### [TASK DIRECTIONS]
Set down the listing below verbatim, but only from its first line through the line containing "let mut chosen_adapter: Option<wgpu::Adapter>".

### [WORKING DATA]

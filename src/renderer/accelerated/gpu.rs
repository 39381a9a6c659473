//! wgpu device, surface and shared pipeline plumbing.

use log::{debug, info, warn};

use crate::error::{CompositorError, Result};

/// Maps a config/CLI backend name to wgpu backends.
pub fn backends_from_str(s: &str) -> wgpu::Backends {
    match s.to_lowercase().as_str() {
        "vulkan" => wgpu::Backends::VULKAN,
        "gl" => wgpu::Backends::GL,
        "metal" => wgpu::Backends::METAL,
        "dx12" => wgpu::Backends::DX12,
        _ => wgpu::Backends::all(),
    }
}

fn choose_present_mode(preference: &str, supported: &[wgpu::PresentMode]) -> wgpu::PresentMode {
    let wanted = match preference.to_lowercase().as_str() {
        "fifo" => Some(wgpu::PresentMode::Fifo),
        "mailbox" => Some(wgpu::PresentMode::Mailbox),
        "immediate" => Some(wgpu::PresentMode::Immediate),
        _ => None,
    };
    match wanted {
        Some(mode) if supported.contains(&mode) => mode,
        Some(mode) => {
            warn!("Present mode {:?} unsupported, using Fifo", mode);
            wgpu::PresentMode::Fifo
        }
        // Fifo paces presentation to the display refresh
        None => wgpu::PresentMode::Fifo,
    }
}

/// Device, queue and the configured presentation surface.
pub struct GpuContext {
    device: wgpu::Device,
    queue: wgpu::Queue,
    surface: wgpu::Surface<'static>,
    config: wgpu::SurfaceConfiguration,
}

impl GpuContext {
    /// Picks an adapter compatible with `surface` and configures it.
    pub async fn new(
        instance: &wgpu::Instance,
        surface: wgpu::Surface<'static>,
        width: u32,
        height: u32,
        present_mode: &str,
    ) -> Result<Self> {
        let mut chosen_adapter: Option<wgpu::Adapter> = None;
        for power in [wgpu::PowerPreference::HighPerformance, wgpu::PowerPreference::LowPower] {
            for fallback in [false, true] {
                if let Some(adapter) = instance
                    .request_adapter(&wgpu::RequestAdapterOptions {
                        power_preference: power,
                        compatible_surface: Some(&surface),
                        force_fallback_adapter: fallback,
                    })
                    .await
                {
                    chosen_adapter = Some(adapter);
                    break;
                }
            }
            if chosen_adapter.is_some() {
                break;
            }
        }
        let adapter = chosen_adapter.ok_or(CompositorError::NoAdapter)?;
        info!("🖥️ Using GPU: {}", adapter.get_info().name);

        let (device, queue) = adapter
            .request_device(
                &wgpu::DeviceDescriptor {
                    required_features: wgpu::Features::empty(),
                    required_limits: wgpu::Limits::downlevel_webgl2_defaults()
                        .using_resolution(adapter.limits()),
                    label: Some("trackscreen device"),
                },
                None,
            )
            .await
            .map_err(|e| CompositorError::DeviceRequest(e.to_string()))?;

        let caps = surface.get_capabilities(&adapter);
        if caps.formats.is_empty() {
            return Err(CompositorError::Surface("surface reports no formats".into()));
        }
        // Device colors are written as-is, so skip sRGB encoding on store
        let format = caps
            .formats
            .iter()
            .copied()
            .find(|f| !f.is_srgb())
            .unwrap_or(caps.formats[0]);
        let present_mode = choose_present_mode(present_mode, &caps.present_modes);
        let alpha_mode = caps
            .alpha_modes
            .iter()
            .copied()
            .find(|m| matches!(m, wgpu::CompositeAlphaMode::Opaque | wgpu::CompositeAlphaMode::Auto))
            .unwrap_or(wgpu::CompositeAlphaMode::Auto);
        info!(
            "🔧 Using format={:?}, present_mode={:?}, alpha_mode={:?}",
            format, present_mode, alpha_mode
        );

        let config = wgpu::SurfaceConfiguration {
            usage: wgpu::TextureUsages::RENDER_ATTACHMENT,
            format,
            width: width.max(1),
            height: height.max(1),
            present_mode,
            alpha_mode,
            view_formats: vec![],
            desired_maximum_frame_latency: 2,
        };
        surface.configure(&device, &config);

        Ok(Self {
            device,
            queue,
            surface,
            config,
        })
    }

    pub fn device(&self) -> &wgpu::Device {
        &self.device
    }

    pub fn queue(&self) -> &wgpu::Queue {
        &self.queue
    }

    pub fn format(&self) -> wgpu::TextureFormat {
        self.config.format
    }

    pub fn size(&self) -> (u32, u32) {
        (self.config.width, self.config.height)
    }

    /// Reconfigures the surface. Zero sizes (minimized windows) are ignored.
    pub fn resize(&mut self, width: u32, height: u32) {
        if width == 0 || height == 0 {
            return;
        }
        self.config.width = width;
        self.config.height = height;
        self.surface.configure(&self.device, &self.config);
        debug!("Surface resized to {}x{}", width, height);
    }

    /// Next surface texture, or `None` when this frame has to be skipped.
    pub fn acquire(&mut self) -> Result<Option<wgpu::SurfaceTexture>> {
        match self.surface.get_current_texture() {
            Ok(frame) => Ok(Some(frame)),
            Err(wgpu::SurfaceError::Lost | wgpu::SurfaceError::Outdated) => {
                debug!("Surface lost, reconfiguring");
                self.surface.configure(&self.device, &self.config);
                Ok(None)
            }
            Err(wgpu::SurfaceError::Timeout) => {
                warn!("Surface acquire timed out, skipping frame");
                Ok(None)
            }
            Err(e) => Err(CompositorError::Surface(e.to_string())),
        }
    }
}

/// RGBA8 texture usable as a sampled source.
pub fn create_texture(
    device: &wgpu::Device,
    label: &str,
    (width, height): (u32, u32),
    usage: wgpu::TextureUsages,
) -> (wgpu::Texture, wgpu::TextureView) {
    let texture = device.create_texture(&wgpu::TextureDescriptor {
        label: Some(label),
        size: wgpu::Extent3d {
            width,
            height,
            depth_or_array_layers: 1,
        },
        mip_level_count: 1,
        sample_count: 1,
        dimension: wgpu::TextureDimension::D2,
        format: wgpu::TextureFormat::Rgba8Unorm,
        usage: usage | wgpu::TextureUsages::TEXTURE_BINDING,
        view_formats: &[],
    });
    let view = texture.create_view(&wgpu::TextureViewDescriptor::default());
    (texture, view)
}

/// Replaces the whole content of an RGBA8 texture.
pub fn write_rgba(queue: &wgpu::Queue, texture: &wgpu::Texture, (width, height): (u32, u32), data: &[u8]) {
    queue.write_texture(
        wgpu::ImageCopyTexture {
            texture,
            mip_level: 0,
            origin: wgpu::Origin3d::ZERO,
            aspect: wgpu::TextureAspect::All,
        },
        data,
        wgpu::ImageDataLayout {
            offset: 0,
            bytes_per_row: Some(4 * width),
            rows_per_image: Some(height),
        },
        wgpu::Extent3d {
            width,
            height,
            depth_or_array_layers: 1,
        },
    );
}

/// Pixel-exact sampler for upscaling the panel.
pub fn nearest_sampler(device: &wgpu::Device) -> wgpu::Sampler {
    device.create_sampler(&wgpu::SamplerDescriptor {
        label: Some("nearest sampler"),
        address_mode_u: wgpu::AddressMode::ClampToEdge,
        address_mode_v: wgpu::AddressMode::ClampToEdge,
        mag_filter: wgpu::FilterMode::Nearest,
        min_filter: wgpu::FilterMode::Nearest,
        mipmap_filter: wgpu::FilterMode::Nearest,
        ..Default::default()
    })
}

/// Layout of a texture + sampler pair at bindings 0 and 1.
pub fn texture_bind_group_layout(device: &wgpu::Device, label: &str) -> wgpu::BindGroupLayout {
    device.create_bind_group_layout(&wgpu::BindGroupLayoutDescriptor {
        label: Some(label),
        entries: &[
            wgpu::BindGroupLayoutEntry {
                binding: 0,
                visibility: wgpu::ShaderStages::FRAGMENT,
                ty: wgpu::BindingType::Texture {
                    sample_type: wgpu::TextureSampleType::Float { filterable: true },
                    view_dimension: wgpu::TextureViewDimension::D2,
                    multisampled: false,
                },
                count: None,
            },
            wgpu::BindGroupLayoutEntry {
                binding: 1,
                visibility: wgpu::ShaderStages::FRAGMENT,
                ty: wgpu::BindingType::Sampler(wgpu::SamplerBindingType::Filtering),
                count: None,
            },
        ],
    })
}

pub fn texture_bind_group(
    device: &wgpu::Device,
    layout: &wgpu::BindGroupLayout,
    view: &wgpu::TextureView,
    sampler: &wgpu::Sampler,
) -> wgpu::BindGroup {
    device.create_bind_group(&wgpu::BindGroupDescriptor {
        label: Some("texture bind group"),
        layout,
        entries: &[
            wgpu::BindGroupEntry {
                binding: 0,
                resource: wgpu::BindingResource::TextureView(view),
            },
            wgpu::BindGroupEntry {
                binding: 1,
                resource: wgpu::BindingResource::Sampler(sampler),
            },
        ],
    })
}

/// Everything a render pipeline needs besides the device.
pub struct PipelineDesc<'a> {
    pub label: &'a str,
    pub module: &'a wgpu::ShaderModule,
    pub bind_group_layouts: &'a [&'a wgpu::BindGroupLayout],
    pub buffers: &'a [wgpu::VertexBufferLayout<'a>],
    pub format: wgpu::TextureFormat,
    pub topology: wgpu::PrimitiveTopology,
}

/// Links a program into a pipeline. Link errors are fatal.
pub fn build_pipeline(device: &wgpu::Device, desc: PipelineDesc<'_>) -> Result<wgpu::RenderPipeline> {
    device.push_error_scope(wgpu::ErrorFilter::Validation);

    let layout = device.create_pipeline_layout(&wgpu::PipelineLayoutDescriptor {
        label: Some(desc.label),
        bind_group_layouts: desc.bind_group_layouts,
        push_constant_ranges: &[],
    });
    let pipeline = device.create_render_pipeline(&wgpu::RenderPipelineDescriptor {
        label: Some(desc.label),
        layout: Some(&layout),
        vertex: wgpu::VertexState {
            module: desc.module,
            entry_point: "vs_main",
            buffers: desc.buffers,
        },
        fragment: Some(wgpu::FragmentState {
            module: desc.module,
            entry_point: "fs_main",
            targets: &[Some(wgpu::ColorTargetState {
                format: desc.format,
                blend: Some(wgpu::BlendState::REPLACE),
                write_mask: wgpu::ColorWrites::ALL,
            })],
        }),
        primitive: wgpu::PrimitiveState {
            topology: desc.topology,
            strip_index_format: None,
            front_face: wgpu::FrontFace::Ccw,
            cull_mode: None,
            polygon_mode: wgpu::PolygonMode::Fill,
            unclipped_depth: false,
            conservative: false,
        },
        depth_stencil: None,
        multisample: wgpu::MultisampleState::default(),
        multiview: None,
    });

    if let Some(error) = pollster::block_on(device.pop_error_scope()) {
        return Err(CompositorError::ShaderBuild {
            name: desc.label.to_string(),
            message: error.to_string(),
        });
    }
    Ok(pipeline)
}

/// Draws a sampled texture over the whole render target.
pub struct BlitPipeline {
    pipeline: wgpu::RenderPipeline,
    layout: wgpu::BindGroupLayout,
    sampler: wgpu::Sampler,
}

impl BlitPipeline {
    pub fn new(
        device: &wgpu::Device,
        module: &wgpu::ShaderModule,
        format: wgpu::TextureFormat,
    ) -> Result<Self> {
        let layout = texture_bind_group_layout(device, "blit source");
        let pipeline = build_pipeline(
            device,
            PipelineDesc {
                label: "blit",
                module,
                bind_group_layouts: &[&layout],
                buffers: &[],
                format,
                topology: wgpu::PrimitiveTopology::TriangleList,
            },
        )?;
        Ok(Self {
            pipeline,
            layout,
            sampler: nearest_sampler(device),
        })
    }

    /// Binds a source texture for later [`draw`](Self::draw) calls.
    pub fn bind(&self, device: &wgpu::Device, source: &wgpu::TextureView) -> wgpu::BindGroup {
        texture_bind_group(device, &self.layout, source, &self.sampler)
    }

    pub fn draw<'a>(&'a self, pass: &mut wgpu::RenderPass<'a>, source: &'a wgpu::BindGroup) {
        pass.set_pipeline(&self.pipeline);
        pass.set_bind_group(0, source, &[]);
        pass.draw(0..6, 0..1);
    }
}

/// Starts a pass over `view` that either clears to `clear` or keeps content.
pub fn begin_pass<'a>(
    encoder: &'a mut wgpu::CommandEncoder,
    label: &str,
    view: &'a wgpu::TextureView,
    clear: Option<wgpu::Color>,
) -> wgpu::RenderPass<'a> {
    let load = match clear {
        Some(color) => wgpu::LoadOp::Clear(color),
        None => wgpu::LoadOp::Load,
    };
    encoder.begin_render_pass(&wgpu::RenderPassDescriptor {
        label: Some(label),
        color_attachments: &[Some(wgpu::RenderPassColorAttachment {
            view,
            resolve_target: None,
            ops: wgpu::Operations {
                load,
                store: wgpu::StoreOp::Store,
            },
        })],
        depth_stencil_attachment: None,
        occlusion_query_set: None,
        timestamp_writes: None,
    })
}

### [ANSWER TO THE PROBLEM]
filename src/renderer/accelerated/gpu.rs
repository 39381a9a6c659473
//! wgpu device, surface and shared pipeline plumbing.

use log::{debug, info, warn};

use crate::error::{CompositorError, Result};

/// Maps a config/CLI backend name to wgpu backends.
pub fn backends_from_str(s: &str) -> wgpu::Backends {
    match s.to_lowercase().as_str() {
        "vulkan" => wgpu::Backends::VULKAN,
        "gl" => wgpu::Backends::GL,
        "metal" => wgpu::Backends::METAL,
        "dx12" => wgpu::Backends::DX12,
        _ => wgpu::Backends::all(),
    }
}

fn choose_present_mode(preference: &str, supported: &[wgpu::PresentMode]) -> wgpu::PresentMode {
    let wanted = match preference.to_lowercase().as_str() {
        "fifo" => Some(wgpu::PresentMode::Fifo),
        "mailbox" => Some(wgpu::PresentMode::Mailbox),
        "immediate" => Some(wgpu::PresentMode::Immediate),
        _ => None,
    };
    match wanted {
        Some(mode) if supported.contains(&mode) => mode,
        Some(mode) => {
            warn!("Present mode {:?} unsupported, using Fifo", mode);
            wgpu::PresentMode::Fifo
        }
        // Fifo paces presentation to the display refresh
        None => wgpu::PresentMode::Fifo,
    }
}

/// Device, queue and the configured presentation surface.
pub struct GpuContext {
    device: wgpu::Device,
    queue: wgpu::Queue,
    surface: wgpu::Surface<'static>,
    config: wgpu::SurfaceConfiguration,
}

impl GpuContext {
    /// Picks an adapter compatible with `surface` and configures it.
    pub async fn new(
        instance: &wgpu::Instance,
        surface: wgpu::Surface<'static>,
        width: u32,
        height: u32,
        present_mode: &str,
    ) -> Result<Self> {
        let mut chosen_adapter: Option<wgpu::Adapter> = None;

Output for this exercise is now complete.